My dear friends,
Thank you, God, for giving us such a beautiful day to lay my sweet husband in his final resting place. As I stood in the bright clear sunshine with the people that we both loved, I felt you and Chris with me. Today for me was more about ritual instead of goodbye. Chris' spirit, his soul, his heart have been with our God for ten days. What we buried today was simply his shell in a beautiful wooden box. Looking at that box did not bring me sadness - because Chris is in one of the many rooms that God prepares for us, moving through them, making friends just as he always has. As I said as part of the open prayer this morning, Chris lives on in the soft brown eyes and dimpled chin of our daughter, the smiles of his friends, the warmth and love of both of our families, and in the beautiful memories that bring me joy.
His memorial service last night was amazing. It is exactly the type of service he would have wanted. Simple, straightforward, and focused on celebrating his life. His friends gave eulogies that were candid, thoughtful, moving, and hilarious. All of us, all 500 people who were packed into our church, laughed, and smiled and remembered Chris as he really was - joyful, funny, and always there for those who needed him. From the front pew I listened to them remember their friend, their brother, and knew that Chris was above us listening and laughing with us.

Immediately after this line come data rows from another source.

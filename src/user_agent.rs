//! Default User-Agent for streaming requests.

/// Default User-Agent sent unless the caller sets one.
#[must_use]
pub(crate) fn default_stream_user_agent() -> String {
    let version = env!("CARGO_PKG_VERSION");
    format!("jsonstream/{version} (chunked-json-client)")
}
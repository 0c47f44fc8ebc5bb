//! Response head reading and parsing.

use std::io::{ErrorKind, Read};

use super::constants::{HEAD_READ_LEN, MAX_HEAD_LEN};
use super::error::HttpError;
use crate::stream::ResponseHeaders;

const HEAD_END: &[u8] = b"\r\n\r\n";

/// A parsed status line plus header block.
#[derive(Debug, Clone, PartialEq, Eq)]
pub struct ResponseHead {
    pub headers: ResponseHeaders,
    pub reason: String,
}

impl ResponseHead {
    #[must_use]
    pub fn status(&self) -> u16 {
        self.headers.status()
    }

    #[must_use]
    pub fn is_success(&self) -> bool {
        (200..300).contains(&self.status())
    }
}

/// Reads the response head from the socket.
///
/// Returns the parsed head and any body bytes that arrived in the same reads.
pub(crate) fn read_response_head<R: Read + ?Sized>(
    socket: &mut R,
    url: &str,
) -> Result<(ResponseHead, Vec<u8>), HttpError> {
    let mut head = Vec::with_capacity(HEAD_READ_LEN);
    let mut block = [0u8; HEAD_READ_LEN];
    loop {
        let read = match socket.read(&mut block) {
            Ok(read) => read,
            Err(e) if e.kind() == ErrorKind::Interrupted => continue,
            Err(e) => return Err(HttpError::io(url, e)),
        };
        if read == 0 {
            return Err(HttpError::malformed(
                url,
                "connection closed before end of response head",
            ));
        }

        let search_from = head.len().saturating_sub(HEAD_END.len() - 1);
        head.extend_from_slice(&block[..read]);
        if let Some(position) = head[search_from..]
            .windows(HEAD_END.len())
            .position(|window| window == HEAD_END)
        {
            let body_start = search_from + position + HEAD_END.len();
            let body_prefix = head.split_off(body_start);
            let parsed = parse_response_head(&head, url)?;
            return Ok((parsed, body_prefix));
        }
        if head.len() > MAX_HEAD_LEN {
            return Err(HttpError::malformed(
                url,
                format!("response head exceeds {MAX_HEAD_LEN} bytes"),
            ));
        }
    }
}

/// Parses `HTTP/1.x <status> <reason>` followed by header lines.
///
/// # Errors
///
/// Returns [`HttpError::MalformedResponse`] for a bad status line or header line.
pub fn parse_response_head(head: &[u8], url: &str) -> Result<ResponseHead, HttpError> {
    let text = String::from_utf8_lossy(head);
    let mut lines = text.split("\r\n");

    let status_line = lines.next().unwrap_or_default();
    let mut parts = status_line.splitn(3, ' ');
    let version = parts.next().unwrap_or_default();
    if !version.starts_with("HTTP/1.") {
        return Err(HttpError::malformed(
            url,
            format!("unexpected status line {status_line:?}"),
        ));
    }
    let status = parts
        .next()
        .and_then(|code| code.parse::<u16>().ok())
        .filter(|code| (100..=999).contains(code))
        .ok_or_else(|| HttpError::malformed(url, format!("bad status code in {status_line:?}")))?;
    let reason = parts.next().unwrap_or_default().trim().to_string();

    let mut entries = Vec::new();
    for line in lines {
        if line.is_empty() {
            continue;
        }
        let Some((name, value)) = line.split_once(':') else {
            return Err(HttpError::malformed(
                url,
                format!("bad header line {line:?}"),
            ));
        };
        entries.push((name.trim().to_string(), value.trim().to_string()));
    }

    Ok(ResponseHead {
        headers: ResponseHeaders::new(status, entries),
        reason,
    })
}
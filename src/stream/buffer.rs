//! Decode buffer holding stream payload that has not been parsed yet.
//!
//! Payload bytes are appended at the tail as chunks arrive; complete JSON
//! values are cut from the head. Between iterations the buffer holds zero
//! or more complete values followed by at most one incomplete fragment.
//! Raw bytes are kept rather than text so a UTF-8 sequence split across
//! two chunks decodes once both halves are present.

use serde_json::{Deserializer, Value};

/// Append-at-tail, truncate-at-head buffer of undecoded JSON text.
#[derive(Debug, Default)]
pub struct DecodeBuffer {
    bytes: Vec<u8>,
}

impl DecodeBuffer {
    #[must_use]
    pub fn new() -> Self {
        Self::default()
    }

    /// Appends a chunk payload.
    pub fn append(&mut self, payload: &[u8]) {
        self.bytes.extend_from_slice(payload);
    }

    /// Drops leading JSON whitespace, which is where keep-alive newlines end up.
    pub fn strip_leading_whitespace(&mut self) {
        let start = self
            .bytes
            .iter()
            .position(|b| !is_json_whitespace(*b))
            .unwrap_or(self.bytes.len());
        if start > 0 {
            self.bytes.drain(..start);
        }
    }

    #[must_use]
    pub fn is_empty(&self) -> bool {
        self.bytes.is_empty()
    }

    #[must_use]
    pub fn len(&self) -> usize {
        self.bytes.len()
    }

    /// Cuts one complete JSON value off the head of the buffer.
    ///
    /// Returns `Ok(None)` when the buffer is empty or holds only the start of
    /// a value. A number that runs up to the end of the buffer also counts as
    /// incomplete, since more digits may still be in flight.
    ///
    /// # Errors
    ///
    /// Returns the parser error when the head of the buffer can never become
    /// valid JSON, whatever bytes arrive next.
    pub fn next_value(&mut self) -> Result<Option<Value>, serde_json::Error> {
        self.strip_leading_whitespace();
        if self.bytes.is_empty() {
            return Ok(None);
        }

        let (parsed, consumed) = {
            let mut values = Deserializer::from_slice(&self.bytes).into_iter::<Value>();
            let parsed = values.next();
            (parsed, values.byte_offset())
        };

        match parsed {
            None => Ok(None),
            Some(Err(e)) if e.is_eof() => Ok(None),
            Some(Err(e)) => Err(e),
            Some(Ok(value)) if value.is_number() && consumed == self.bytes.len() => Ok(None),
            Some(Ok(value)) => {
                self.bytes.drain(..consumed);
                Ok(Some(value))
            }
        }
    }

    /// Takes the number held back by [`next_value`](Self::next_value) once
    /// no more bytes can arrive.
    ///
    /// Returns `None` and leaves the buffer untouched when it holds anything
    /// other than exactly one complete number.
    pub fn take_trailing_number(&mut self) -> Option<Value> {
        self.strip_leading_whitespace();
        let mut values = Deserializer::from_slice(&self.bytes).into_iter::<Value>();
        match values.next() {
            Some(Ok(value)) if value.is_number() && values.byte_offset() == self.bytes.len() => {
                self.bytes.clear();
                Some(value)
            }
            _ => None,
        }
    }
}

fn is_json_whitespace(byte: u8) -> bool {
    matches!(byte, b' ' | b'\t' | b'\n' | b'\r')
}
//! Raw byte-stream boundary between the HTTP layer and the chunk reader.
//!
//! The decoder never touches an HTTP client's internals. Whatever opened the
//! connection hands over a value implementing [`RawSocket`]: partial reads,
//! a blocking-mode toggle, the keep-alive socket option and a readiness wait.

use std::io::{self, Read};
use std::net::TcpStream;
use std::time::Duration;

use socket2::SockRef;

/// Shortest readiness wait; a zero read timeout is rejected by the OS layer.
const MIN_WAIT: Duration = Duration::from_millis(1);

/// A readable byte stream with socket-level controls.
pub trait RawSocket: Read {
    /// Switches the socket between blocking and non-blocking reads.
    ///
    /// # Errors
    ///
    /// Returns the OS error when the mode cannot be changed.
    fn set_nonblocking(&self, nonblocking: bool) -> io::Result<()>;

    /// Enables or disables TCP keep-alive on the connection.
    ///
    /// # Errors
    ///
    /// Returns the OS error when the option cannot be set.
    fn set_keepalive(&self, enabled: bool) -> io::Result<()>;

    /// Waits up to `timeout` for the socket to become readable.
    ///
    /// Returns `Ok(true)` when a read would not block (data or end-of-file),
    /// `Ok(false)` when the timeout elapsed first.
    ///
    /// # Errors
    ///
    /// Returns the OS error when the wait itself fails.
    fn wait_readable(&self, timeout: Duration) -> io::Result<bool>;
}

impl<S: RawSocket + ?Sized> RawSocket for Box<S> {
    fn set_nonblocking(&self, nonblocking: bool) -> io::Result<()> {
        (**self).set_nonblocking(nonblocking)
    }

    fn set_keepalive(&self, enabled: bool) -> io::Result<()> {
        (**self).set_keepalive(enabled)
    }

    fn wait_readable(&self, timeout: Duration) -> io::Result<bool> {
        (**self).wait_readable(timeout)
    }
}

impl RawSocket for TcpStream {
    fn set_nonblocking(&self, nonblocking: bool) -> io::Result<()> {
        TcpStream::set_nonblocking(self, nonblocking)
    }

    fn set_keepalive(&self, enabled: bool) -> io::Result<()> {
        SockRef::from(self).set_keepalive(enabled)
    }

    /// Peeks one byte under a read timeout, then puts the socket back into
    /// non-blocking mode.
    fn wait_readable(&self, timeout: Duration) -> io::Result<bool> {
        self.set_read_timeout(Some(timeout.max(MIN_WAIT)))?;
        TcpStream::set_nonblocking(self, false)?;
        let mut next_byte = [0u8; 1];
        let outcome = match self.peek(&mut next_byte) {
            Ok(_) => Ok(true),
            Err(e) if matches!(e.kind(), io::ErrorKind::WouldBlock | io::ErrorKind::TimedOut) => {
                Ok(false)
            }
            Err(e) => Err(e),
        };
        TcpStream::set_nonblocking(self, true)?;
        self.set_read_timeout(None)?;
        outcome
    }
}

We have had an enormous group of people reach out to us during this difficult time. The outpouring of support is such a testament to the effect that Chris had on people, and it is beautiful to witness. So many people have told me that what I have been writing is inspiring-or that they are amazed by my strength. But I want to be clear - any strength I have is a gift from above. A gift given to me by God and my husband to help me through this unbelievably trying time. And it is a gift that I will accept with an open heart while it is given.
I certainly have times of incredible sadness. Usually when it is quiet, when I have a moment to myself. In those times it is easier to slip into darkness. But so far, even in those moments, I don't feel lost or scared - just mournful. Last week I saw a dear friend who is struggling with an illness, and who has managed to have keep her spirits high. I asked her how, and she said, "I pray constantly." I realized at the moment that while I had been talking to Chris, I had not been talking to God. I don't know why, maybe I was angry or afraid, but at moment I thought of a simple prayer. "God thank you for Chris. Please give me strength, serenity, patience and purpose." As I say those words, I feel like I can breathe again, and I have been saying them constantly.
In Chris' memorial service, I asked that we say the words from 1st Corinthians 13 -even though they usually appear in a wedding ceremony: "Love is patient; love is kind; love is not envious or boastful or arrogant or rude. It does not insist on its own way; it is not irritable or resentful; it does not rejoice in wrongdoing, but rejoices in the truth. It bears all things, believes all things, hopes all things, endures all things. Love never ends. For now we see in a mirror, dimly, but then we will see face to face. Now I know only in part; then I will know fully, even as I have been fully known. And now faith, hope, and love abide, these three; and the greatest of these is love."
This is the way that Chris loved me, loved Colleen, loved his family and friends. Someday I know I will see my dear husband face to face – until then, I will continue love him in this way, and take peace in the memory of his love and his life.